The spores have a cylindrical to elliptical shape and measure 8–15 by 4–6 μm. The spore surface features small warts that are arranged in confluent lines. The basidia (spore-bearing cells) are club-shaped, measuring 40–60 by 7–10 μm Clamp connections are present in the hyphae.

===Similar species===
There are several other Ramaria species with yellow-tipped, salmon-coloured branches, including R. leptoformosa, R. neoformosa, R. raveneliana and R. rubricarnata. These are distinguished from R. formosa most reliably using microscopic characteristics.

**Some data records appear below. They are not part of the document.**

use crate::error::{Access, Error};

/// ROM bank size in bytes (0000-3FFF and the switchable 4000-7FFF window).
pub const ROM_BANK_SIZE: usize = 16 * 1024;
/// Cartridge RAM window size (A000-BFFF).
pub const RAM_BANK_SIZE: usize = 8 * 1024;

/// Capability consumed by the bus for all cartridge-side accesses.
///
/// The controller sees raw 16-bit addresses: 0000-7FFF for ROM (writes in
/// that range drive mapper registers on banked cartridges) and A000-BFFF for
/// cartridge RAM. Concrete bank-switching strategies (MBC1/3/5, ...) live
/// behind this trait and are external collaborators as far as the CPU core
/// is concerned.
pub trait MemoryController {
    fn read(&self, addr: u16) -> Result<u8, Error>;
    fn write(&mut self, addr: u16, value: u8) -> Result<(), Error>;
}

/// Minimal flat controller: two fixed ROM banks (32K) and optionally one
/// RAM bank, i.e. an MBC-less cartridge.
///
/// Enough for unit tests and the many commercial 32K images that carry no
/// mapper at all.
#[derive(Debug)]
pub struct FlatCartridge {
    rom: Vec<u8>,
    ram: Option<[u8; RAM_BANK_SIZE]>,
}

impl FlatCartridge {
    /// Wrap a ROM image of at most 32K. Shorter images are zero-padded to
    /// the full two banks; larger images need a real mapper and are a
    /// configuration error here.
    pub fn new(mut rom: Vec<u8>) -> Result<Self, Error> {
        if rom.len() > 2 * ROM_BANK_SIZE {
            return Err(Error::Config(format!(
                "flat cartridge holds at most {} bytes, got {}",
                2 * ROM_BANK_SIZE,
                rom.len()
            )));
        }
        rom.resize(2 * ROM_BANK_SIZE, 0);
        Ok(Self { rom, ram: None })
    }

    /// Same as [`FlatCartridge::new`] but with one battery-less RAM bank
    /// mapped at A000-BFFF.
    pub fn with_ram(rom: Vec<u8>) -> Result<Self, Error> {
        let mut cart = Self::new(rom)?;
        cart.ram = Some([0; RAM_BANK_SIZE]);
        Ok(cart)
    }
}

impl MemoryController for FlatCartridge {
    fn read(&self, addr: u16) -> Result<u8, Error> {
        match addr {
            0x0000..=0x7FFF => Ok(self.rom[addr as usize]),
            0xA000..=0xBFFF => match &self.ram {
                Some(ram) => Ok(ram[(addr - 0xA000) as usize]),
                None => Err(Error::BusRange {
                    addr,
                    access: Access::Read,
                    reason: "cartridge has no RAM".into(),
                }),
            },
            _ => Err(Error::BusRange {
                addr,
                access: Access::Read,
                reason: "address outside cartridge space".into(),
            }),
        }
    }

    fn write(&mut self, addr: u16, value: u8) -> Result<(), Error> {
        match addr {
            // No mapper registers to drive; flat cartridges ignore ROM
            // writes like real MBC-less boards do.
            0x0000..=0x7FFF => Ok(()),
            0xA000..=0xBFFF => match &mut self.ram {
                Some(ram) => {
                    ram[(addr - 0xA000) as usize] = value;
                    Ok(())
                }
                None => Err(Error::BusRange {
                    addr,
                    access: Access::Write,
                    reason: "cartridge has no RAM".into(),
                }),
            },
            _ => Err(Error::BusRange {
                addr,
                access: Access::Write,
                reason: "address outside cartridge space".into(),
            }),
        }
    }
}
// SPDX-License-Identifier: AGPL-3.0-or-later
// Copyright (C) 2012-2025 Andrei Maltsev

//! Caller-supplied observer hooks. Passed in once at construction time
//! (see the design note on cyclic references) rather than having the
//! session hold a reference back to itself.

use std::sync::Arc;

use crate::{protocol::navigator::NavigatorRoom, session::state::SessionStatus};

pub type StatusCallback = Arc<dyn Fn(SessionStatus) + Send + Sync>;
pub type MuteCallback = Arc<dyn Fn(String) + Send + Sync>;
pub type NavigatorCallback = Arc<dyn Fn(Vec<NavigatorRoom>) + Send + Sync>;

#[derive(Clone, Default)]
pub struct Observers {
    pub on_status: Option<StatusCallback>,
    pub on_mute: Option<MuteCallback>,
    pub on_navigator: Option<NavigatorCallback>,
}

impl Observers {
    pub fn notify_status(&self, status: SessionStatus) {
        if let Some(cb) = &self.on_status {
            cb(status);
        }
    }

    pub fn notify_mute(&self, formatted: String) {
        if let Some(cb) = &self.on_mute {
            cb(formatted);
        }
    }

    pub fn notify_navigator(&self, rooms: Vec<NavigatorRoom>) {
        if let Some(cb) = &self.on_navigator {
            cb(rooms);
        }
    }
}
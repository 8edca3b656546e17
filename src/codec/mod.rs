//! Length-prefixed big-endian frame codec: the wire format shared by every
//! message in and out of the session.

// SPDX-License-Identifier: AGPL-3.0-or-later
// Copyright (C) 2012-2025 Andrei Maltsev

pub mod frame;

One guide recommends that all old coral fungi should be avoided for consumption.

==Distribution and habitat==
Fruiting in autumn, Ramaria formosa is associated with beech and is found in Europe. In Cyprus, the fungus is thought to form mycorrhizal associations with golden oak (Quercus alnifolia).

Similar forms collected in North America are considered to represent a different species.

==Toxicity==
Consumption of the fungus results in acute gastrointestinal symptoms of nausea, vomiting, colicky abdominal pain and diarrhea. The toxins responsible are unknown to date. It has been reported as edible if the acrid tips are removed.